Ne demek istediklerini merak eden üçlü, kendilerinden emin bir şekilde duvarın hemen önünde pozisyonlarını aldılar ve elleriyle Darius için geçici bir zıplama platformu oluşturdular.
Darius şaşkına dönmüştü.
" Ah. "
Duvara tırmanmaktansa bunun daha iyi olduğunu düşünen Darius fırsatı değerlendirip atladı.
"Hadi kalk!"
Belki de üçlünün etkileyici senkronize hareketlerinden dolayı Darius o kadar yükseğe sıçradı ki, sonuca şaşırdı.
Vücudu gerçekten de gökyüzünde hızla uçuyordu.
Daha sonra duvar çitindeki parmaklıkları kolayca aşmayı başardı ve diğer tarafa yumuşak bir iniş yaptı.
"Ha."
Üçlünün direniş hareketleri sırasında bu tür şeyleri birkaç kez yaptığı aşikar.
Sadece yetenekli değil, aynı zamanda deneyimliydiler.
Tam Darius üçlünün geçmesine yardımcı olmak için ipi duvara sabitlemek üzereydi ki.
"Hmm, oldukça cüretkarsın, değil mi?"
Arkasından yaşlı bir adamın ürpertici sesi yankılandı. Darius ipi aşağı attı, dönerken boynu gıcırdıyordu.
Aynı anda belinden kılıcını çekti.
Gerçekten de vahşi bir saldırıydı.
Darius, Kuzey Sıradağları'nı koruyan dev olarak boşuna anılmadığını gururla göstererek keskin bir kılıç darbesi sergiledi.
Özellikle Findenai'ye karşı aldığı ezici yenilginin ardından, sıkı antrenmanlarla önemli ölçüde büyümüştü.
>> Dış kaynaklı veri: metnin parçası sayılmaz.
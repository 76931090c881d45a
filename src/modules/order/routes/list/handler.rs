use super::{service::service, types::request};
use crate::{modules::auth::middleware::FoodieAuth, types::Context};
use axum::{extract::State, response::IntoResponse};
use std::sync::Arc;

pub async fn handler(State(ctx): State<Arc<Context>>, auth: FoodieAuth) -> impl IntoResponse {
    service(ctx, request::Payload { auth }).await
}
Tıpkı Findenai gibi, saldırısı o kadar şiddetliydi ki, karşısındakinin çok güçlü olduğunu söylemek mümkündü.
Güm!
Darius düzgün bir saldırı yapamadan yaşlı adamın içinden çıkan mananın basıncı onu geriye doğru itti ve duvara çarpmasına neden oldu.
Duvara bir tablo gibi yapışmış, sadece ağzını açıp kapatabiliyor, tek bir hareketle kendisini etkisi altına alan varlığı onaylayabiliyordu.
"Ne kadar da pervasızsın. Kişiliğin ciddi ve güvenilir küçük kardeşininkinden tamamen farklı. Belki de kardeşlerinin tutuklanması yüzünden tedirginsindir?"
Yaşlı bir adamın, asasını eski bir ağaca benzeten, üzerinde gizemli bir hava yayan görkemli bir cübbe ve dikkat çekici beyaz bir sakalı olan etkileyici bir figürü vardı.
"Kraliyet Sarayı'nın duvarlarında sihir olmayacağını düşünmeniz oldukça eğlenceli. Eğer sizi önceden keşfetmemiş olsaydım, şimdiye kadar kavrulmuş olurdunuz."
Başbüyücü Ropelican Linus, Darius'a bakarken dilini şaklattı.
"Kardeşlerinizi kurtarmaya mı geldiniz, Margrave Norseweden?"